Compute efficiency in the context of AI models refers to the ability of a model to perform tasks using a minimal amount of computational resources. Mistral AI is noted for its focus on creating models that are not only powerful but also compute-efficient, which is significant for making AI more accessible and cost-effective.

💡Mixture of Experts

A mixture of experts is an AI architecture where different parts of the model are specialized in handling specific types of information. The video discusses how GPT 4 may utilize this architecture, training multiple smaller models that each become experts in different areas and then combining their outputs for improved performance.

💡Arena ELO

Arena ELO is a benchmark used to evaluate and compare the performance of AI models. It involves users interacting with AI systems and rating their responses. The video mentions Mistral's models performing well on the Arena ELO leaderboard, indicating their high quality and user preference.

💡Ethical AI Practices

Ethical AI practices involve the development and deployment of AI systems with consideration for moral principles, fairness, transparency, and the potential societal impact. Mistral AI positions itself as a company that emphasizes ethical AI, aiming to democratize access to advanced AI technology while mitigating risks.

💡Apache 2.0 License

The Apache 2.0 license is a permissive free software license that allows users to use the software for any purpose, to distribute it, to modify it, and to distribute modified versions of the software under the terms of the license. Mistral AI provides access to its models under this license, allowing for broad use and customization.

💡Cost-effectiveness

Cost-effectiveness in the context of AI models refers to the balance between the performance of the model and the resources required to run it. The video discusses how Mistral AI's models are nearly as good as GPT 4 but at a fraction of the cost, which could significantly disrupt the industry.

💡Product vs. Model

In the video, the distinction is made between an AI model, which is the underlying technology, and a product, which is how that technology is packaged and delivered to users. GPT 4 is described as not just a model but a product, emphasizing its usability and user-friendliness, which contributes to its widespread adoption.

Highlights

Open source AI is approaching the level of GPT 4, with potential availability in 2024.
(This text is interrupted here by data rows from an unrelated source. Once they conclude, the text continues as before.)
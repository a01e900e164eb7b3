//! Strip-and-recompose stability.

use std::collections::HashMap;

use tails_core::{AnnotationComposer, DisplaySynchronizer, MarkerScanner, TickOutcome};
use tails_solver::{reference_sample, solve};
use tails_types::{AnnotationSettings, BoardState, Category, SegmentStyle};

use crate::common::{FakeBoard, MemoryText};

fn compose_onto(
    composer: &AnnotationComposer,
    scanner: &MarkerScanner,
    board: BoardState,
    content: &[u8],
) -> Vec<u8> {
    let prefix = scanner.strip(content);
    let annotation = composer.compose(
        &solve(&board),
        reference_sample(board.marked_count()).as_ref(),
        scanner.line_breaks(prefix),
    );
    annotation.patch(prefix)
}

#[test]
fn recomposing_stripped_output_is_identical() {
    let settings = AnnotationSettings::default();
    let composer = AnnotationComposer::new(settings.clone());
    let scanner = MarkerScanner::new(&settings);

    for (prefix, marks) in [
        ("", vec![5]),
        ("Seals", vec![0, 5, 10]),
        ("Seals ", vec![0, 1, 2]),
        ("Seals  \t   ", vec![0, 1, 2, 3]),
        ("a\nb\nc\nd", vec![3, 12]),
        ("one\ntwo", vec![0, 1, 2, 3, 4, 8, 12, 5]),
    ] {
        let board = BoardState::from_indices(marks);
        let once = compose_onto(&composer, &scanner, board, prefix.as_bytes());
        let twice = compose_onto(&composer, &scanner, board, &once);
        assert_eq!(once, twice, "prefix={prefix:?} board={board}");
        assert!(once.starts_with(prefix.as_bytes()));
    }
}

#[test]
fn opaque_prefix_bytes_survive() {
    let mut styles = HashMap::new();
    styles.insert(Category::Favorable, SegmentStyle::new(b"\x02\x13".to_vec(), b"\x03".to_vec()));
    let settings = AnnotationSettings::new("\x1f\x1f", "\x02\x10\x01\x03", 2, true, styles).unwrap();
    let board = FakeBoard::new(&[0, 5, 10]);
    let mut text = MemoryText {
        content: b"\xffhead\x02\x10\x01\x03tail\x00".to_vec(),
        ..MemoryText::default()
    };
    let original = text.content.clone();
    let mut sync = DisplaySynchronizer::new(settings);

    assert_eq!(sync.on_tick(&board, &mut text), TickOutcome::Written);
    assert!(text.content.starts_with(&original));
    let annotation = &text.content[original.len()..];
    assert!(annotation.starts_with(b"\x1f\x1f\n1 Line: \x02\x1373.83%\x03\n"));

    for _ in 0..3 {
        assert_eq!(sync.on_tick(&board, &mut text), TickOutcome::Unchanged);
    }
    assert_eq!(text.writes, 1);
}

#[test]
fn annotation_region_is_stable_across_ticks() {
    let board = FakeBoard::new(&[0, 1, 2]);
    let mut text = MemoryText::new("Seals");
    let mut sync = DisplaySynchronizer::default();

    sync.on_tick(&board, &mut text);
    let first = text.content.clone();
    for _ in 0..10 {
        sync.on_tick(&board, &mut text);
        assert_eq!(text.content, first);
    }

    let remembered = sync.remembered().unwrap().as_bytes().to_vec();
    assert!(first.ends_with(&remembered));
}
Sam Altman stated it's nearly impossible to catch up to GPT 4, but developers should still try.

Mistral AI, a European alternative to larger AI companies, is known for compute-efficient models and ethical AI practices.

Mistral's CEO, Arthur Mench, announced the release of an open-source GPT 4 level model in 2024.
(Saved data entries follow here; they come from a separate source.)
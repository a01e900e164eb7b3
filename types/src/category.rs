//! Categorizing a threshold probability against its reference baseline.

use serde::Deserialize;

/// Margin below the baseline that still counts as [`Category::Neutral`].
pub const CAUTION_MARGIN: f64 = 0.05;

/// How a threshold probability compares to the baseline.
#[derive(Debug, Clone, Copy, PartialEq, Eq, Hash, Deserialize)]
#[serde(rename_all = "lowercase")]
pub enum Category {
    /// `p == 1`
    Guaranteed,
    /// At or above the baseline.
    Favorable,
    /// Below the baseline, but within [`CAUTION_MARGIN`] of it.
    Neutral,
    /// More than [`CAUTION_MARGIN`] below the baseline, still possible.
    Unfavorable,
    /// `p == 0`, or no value could be computed.
    Lost,
}

impl Category {
    pub const ALL: [Category; 5] = [
        Category::Guaranteed,
        Category::Favorable,
        Category::Neutral,
        Category::Unfavorable,
        Category::Lost,
    ];

    #[must_use]
    pub const fn as_str(self) -> &'static str {
        match self {
            Category::Guaranteed => "guaranteed",
            Category::Favorable => "favorable",
            Category::Neutral => "neutral",
            Category::Unfavorable => "unfavorable",
            Category::Lost => "lost",
        }
    }

    /// Categorize `p` against the optional baseline `s`.
    ///
    /// Exhaustive over `[0, 1]` for every `s` in `[0, 1]`. The point
    /// `p == s - margin` falls to `Unfavorable`. Without a baseline every
    /// open probability is `Neutral`.
    #[must_use]
    pub fn classify(p: f64, baseline: Option<f64>) -> Self {
        if p >= 1.0 {
            return Category::Guaranteed;
        }
        if p <= 0.0 || p.is_nan() {
            return Category::Lost;
        }
        let Some(s) = baseline else {
            return Category::Neutral;
        };
        if p >= s {
            return Category::Favorable;
        }
        let floor = (s - CAUTION_MARGIN).clamp(0.0, 1.0);
        if p > floor {
            Category::Neutral
        } else {
            Category::Unfavorable
        }
    }
}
Mistral AI focuses on making AI models more efficient, helpful, and trustworthy.

Their model Mixr is reported to be six times faster than comparable models with 27 billion parameters.

Mistral AI provides access to its models through an API or allows users to deploy the models under an Apache 2.0 license.

Mistral AI's first LLM model, Mrra 7B, is available for free download and use, though not traditionally open source.

Mistral AI has positioned itself as a small but efficient team in the AI space, disrupting the industry with innovative models.

Mistral medium has been performing exceptionally well on benchmarks, such as the Arena ELO.

Mixr's 8-time 7 billion parameters instruct version 0.1 outperforms Google Gemini Pro and GPT 3.5 turbo.

Mistral AI has raised €385 million for model training, GPU costs, and server costs, indicating significant investment in AI development.

Mistral's cost-effectiveness could disrupt the industry, especially if GPT 4's rate limits and costs remain high.

Llama 3 is rumored to compete with GPT 4 and remain freely available under the Llama license.

Meta's Llama models aim to break OpenAI's dominance in the LLM market, potentially offering an enabling technology similar to Android in mobile.

Despite the challenges, open source models like Mistral and Llama are making significant strides in AI, competing with larger companies.

Elon Musk predicts GPT 4 level AI on a laptop in the near future, indicating rapid advancements in AI technology.